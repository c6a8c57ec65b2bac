//! # astromon-app - State fusion and orchestration
//!
//! The engine that drives the display:
//!
//! - [`settings`] - Versioned persistent settings store with the forward
//!   migration chain and the change-notification edge
//! - [`json_cache`] - Lazy parse cache of the user-editable JSON blobs plus
//!   filter/threshold color evaluation and filter sync
//! - [`connection`] - Per-instance connection-health state machine with the
//!   time-based offline timeout
//! - [`instance`] - Per-instance handle (state mutex, poll bookkeeping,
//!   event channel)
//! - [`scheduler`] - The cooperative polling loop
//! - [`ui`] - Page model and the renderer/radio collaborator traits
//! - [`config_api`] - Flat-JSON admin configuration surface

pub mod config_api;
pub mod connection;
pub mod instance;
pub mod json_cache;
pub mod scheduler;
pub mod settings;
pub mod ui;

pub use config_api::{apply_config_json, config_json, ApplyMode};
pub use connection::{ConnState, ConnectionManager};
pub use instance::{Instance, PollState};
pub use json_cache::{BlobKind, JsonCache, ThresholdSpec};
pub use scheduler::PollingScheduler;
pub use settings::{Settings, SettingsStore, MAX_INSTANCES, SCHEMA_VERSION};
pub use ui::{next_rotation_page, Page, UiLink, WifiLink};
//! Page model and UI collaborator seams.
//!
//! The renderer is an external collaborator; the scheduler only needs the
//! handful of signals modeled by [`UiLink`]. Pages are ordered
//! `Summary, Nina(0..n), SysInfo` and addressed by that index in the
//! auto-rotate bitmask.

use astromon_core::telemetry::InstanceState;

/// One display page.
#[derive(Debug, Clone, Copy, PartialEq, Eq)]
pub enum Page {
    /// All-instances overview.
    Summary,
    /// Live detail page of one instance.
    Nina(usize),
    /// Device diagnostics (WiFi, uptime, firmware).
    SysInfo,
}

impl Page {
    /// Total page count for `instance_count` configured instances.
    pub fn total(instance_count: usize) -> usize {
        instance_count + 2
    }

    /// Position in the page order.
    pub fn index(&self, instance_count: usize) -> usize {
        match *self {
            Page::Summary => 0,
            Page::Nina(i) => 1 + i.min(instance_count.saturating_sub(1)),
            Page::SysInfo => instance_count + 1,
        }
    }

    /// Page at `index`, wrapping modulo the page count.
    pub fn from_index(index: usize, instance_count: usize) -> Page {
        match index % Self::total(instance_count) {
            0 => Page::Summary,
            i if i <= instance_count => Page::Nina(i - 1),
            _ => Page::SysInfo,
        }
    }

    /// The page after this one (button advance).
    pub fn next(&self, instance_count: usize) -> Page {
        Page::from_index(self.index(instance_count) + 1, instance_count)
    }

    /// Whether this page's bit is set in the auto-rotate mask.
    pub fn in_mask(&self, mask: u8, instance_count: usize) -> bool {
        let index = self.index(instance_count);
        index < 8 && mask & (1 << index) != 0
    }
}

/// Pick the auto-rotate destination after `current`.
///
/// Walks the page ring once, returning the first page whose mask bit is set,
/// skipping disconnected instance pages when `skip_disconnected` is on.
/// Returns `None` when no eligible page exists (including "only the current
/// page is eligible").
pub fn next_rotation_page(
    current: Page,
    instance_count: usize,
    mask: u8,
    skip_disconnected: bool,
    connected: &[bool],
) -> Option<Page> {
    let total = Page::total(instance_count);
    let start = current.index(instance_count);

    for step in 1..total {
        let candidate = Page::from_index(start + step, instance_count);
        if !candidate.in_mask(mask, instance_count) {
            continue;
        }
        if skip_disconnected {
            if let Page::Nina(i) = candidate {
                if !connected.get(i).copied().unwrap_or(false) {
                    continue;
                }
            }
        }
        return Some(candidate);
    }
    None
}

/// Signals exchanged with the renderer.
///
/// Repaint calls happen while the scheduler holds the per-instance read
/// locks, so implementations must not block.
pub trait UiLink: Send + Sync {
    /// The page currently shown.
    fn active_page(&self) -> Page;

    /// Consume the "page changed" edge (true at most once per change).
    fn take_page_changed(&self) -> bool;

    /// Ask the renderer to animate to `page`.
    fn animate_to(&self, page: Page);

    /// Repaint the summary page from a consistent snapshot of every
    /// instance.
    fn repaint_summary(&self, states: &[&InstanceState]);

    /// Repaint one instance detail page.
    fn repaint_instance(&self, instance: usize, state: &InstanceState);

    /// The thumbnail overlay is currently visible.
    fn thumbnail_visible(&self) -> bool;

    /// Consume an explicit thumbnail request.
    fn take_thumbnail_request(&self) -> bool;

    /// Hand a fetched JPEG to the decode-and-show collaborator.
    fn show_thumbnail(&self, instance: usize, jpeg: Vec<u8>);
}

/// Radio collaborator: one signal read per scheduler cycle.
pub trait WifiLink: Send + Sync {
    /// RSSI in dBm, `None` while unassociated.
    fn signal_strength(&self) -> Option<i8>;
}

#[cfg(test)]
mod tests {
    use super::*;

    #[test]
    fn test_page_order_and_total() {
        assert_eq!(Page::total(1), 3);
        assert_eq!(Page::total(3), 5);

        assert_eq!(Page::Summary.index(2), 0);
        assert_eq!(Page::Nina(0).index(2), 1);
        assert_eq!(Page::Nina(1).index(2), 2);
        assert_eq!(Page::SysInfo.index(2), 3);
    }

    #[test]
    fn test_from_index_round_trip() {
        for count in 1..=3 {
            for index in 0..Page::total(count) {
                let page = Page::from_index(index, count);
                assert_eq!(page.index(count), index, "count={count} index={index}");
            }
        }
    }

    #[test]
    fn test_next_wraps_around() {
        assert_eq!(Page::Summary.next(1), Page::Nina(0));
        assert_eq!(Page::Nina(0).next(1), Page::SysInfo);
        assert_eq!(Page::SysInfo.next(1), Page::Summary);
    }

    #[test]
    fn test_in_mask() {
        // Mask with Summary (bit 0) and Nina(1) (bit 2) for two instances.
        let mask = 0b0000_0101;
        assert!(Page::Summary.in_mask(mask, 2));
        assert!(!Page::Nina(0).in_mask(mask, 2));
        assert!(Page::Nina(1).in_mask(mask, 2));
        assert!(!Page::SysInfo.in_mask(mask, 2));
    }

    #[test]
    fn test_rotation_picks_next_masked_page() {
        let connected = [true, true];
        let page = next_rotation_page(Page::Summary, 2, 0xFF, false, &connected);
        assert_eq!(page, Some(Page::Nina(0)));

        let page = next_rotation_page(Page::SysInfo, 2, 0xFF, false, &connected);
        assert_eq!(page, Some(Page::Summary));
    }

    #[test]
    fn test_rotation_skips_unmasked_pages() {
        // Only Summary and SysInfo rotate.
        let mask = 0b0000_1001;
        let connected = [true, true];
        let page = next_rotation_page(Page::Summary, 2, mask, false, &connected);
        assert_eq!(page, Some(Page::SysInfo));
    }

    #[test]
    fn test_rotation_skips_disconnected_instances() {
        let connected = [false, true];
        let page = next_rotation_page(Page::Summary, 2, 0xFF, true, &connected);
        assert_eq!(page, Some(Page::Nina(1)));

        // With skipping off the disconnected page is still eligible.
        let page = next_rotation_page(Page::Summary, 2, 0xFF, false, &connected);
        assert_eq!(page, Some(Page::Nina(0)));
    }

    #[test]
    fn test_rotation_none_when_nothing_eligible() {
        let connected = [false];
        // Mask allows only the instance page, which is disconnected.
        let mask = 0b0000_0010;
        assert_eq!(next_rotation_page(Page::Summary, 1, mask, true, &connected), None);
        // Empty mask rotates nowhere.
        assert_eq!(next_rotation_page(Page::Summary, 1, 0, false, &[true]), None);
    }
}
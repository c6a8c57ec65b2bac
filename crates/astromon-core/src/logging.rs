//! Logging configuration using tracing

use std::path::PathBuf;
use tracing_appender::rolling::{RollingFileAppender, Rotation};
use tracing_subscriber::{fmt, prelude::*, EnvFilter};

use crate::error::Result;

/// Initialize the logging subsystem
///
/// Logs are written to `~/.local/share/astromon/logs/`
/// Log level is controlled by the `ASTROMON_LOG` environment variable.
///
/// # Examples
/// ```bash
/// ASTROMON_LOG=debug cargo run
/// ASTROMON_LOG=trace cargo run
/// ```
pub fn init() -> Result<()> {
    let log_dir = get_log_directory()?;
    std::fs::create_dir_all(&log_dir)?;

    let file_appender = RollingFileAppender::new(Rotation::DAILY, &log_dir, "astromon.log");

    // Default to info, allow override via ASTROMON_LOG
    let env_filter = EnvFilter::try_from_env("ASTROMON_LOG")
        .unwrap_or_else(|_| EnvFilter::new("astromon=info,warn"));

    tracing_subscriber::registry()
        .with(env_filter)
        .with(
            fmt::layer()
                .with_writer(file_appender)
                .with_ansi(false)
                .with_target(true)
                .with_thread_ids(false)
                .with_file(true)
                .with_line_number(true)
                .with_timer(fmt::time::ChronoLocal::new(
                    "%Y-%m-%d %H:%M:%S%.3f".to_string(),
                )),
        )
        .init();

    tracing::info!("═══════════════════════════════════════════════════════");
    tracing::info!("astromon starting");
    tracing::info!("Log directory: {}", log_dir.display());
    tracing::info!("═══════════════════════════════════════════════════════");

    Ok(())
}

/// Get the log directory path
fn get_log_directory() -> Result<PathBuf> {
    let base = dirs::data_local_dir().unwrap_or_else(|| PathBuf::from("."));
    Ok(base.join("astromon").join("logs"))
}

/// Get the log file path for the current day
pub fn get_current_log_file() -> Result<PathBuf> {
    let dir = get_log_directory()?;
    Ok(dir.join("astromon.log"))
}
==*==
▶ Required work: In the data above, find the line that contains "return Some(candidate);" and the line that contains "Ask the renderer". Repeat exactly those lines and every line between them, and only those.

▶ Task solution:
        return Some(candidate);
    }
    None
}

/// Signals exchanged with the renderer.
///
/// Repaint calls happen while the scheduler holds the per-instance read
/// locks, so implementations must not block.
pub trait UiLink: Send + Sync {
    /// The page currently shown.
    fn active_page(&self) -> Page;

    /// Consume the "page changed" edge (true at most once per change).
    fn take_page_changed(&self) -> bool;

    /// Ask the renderer to animate to `page`.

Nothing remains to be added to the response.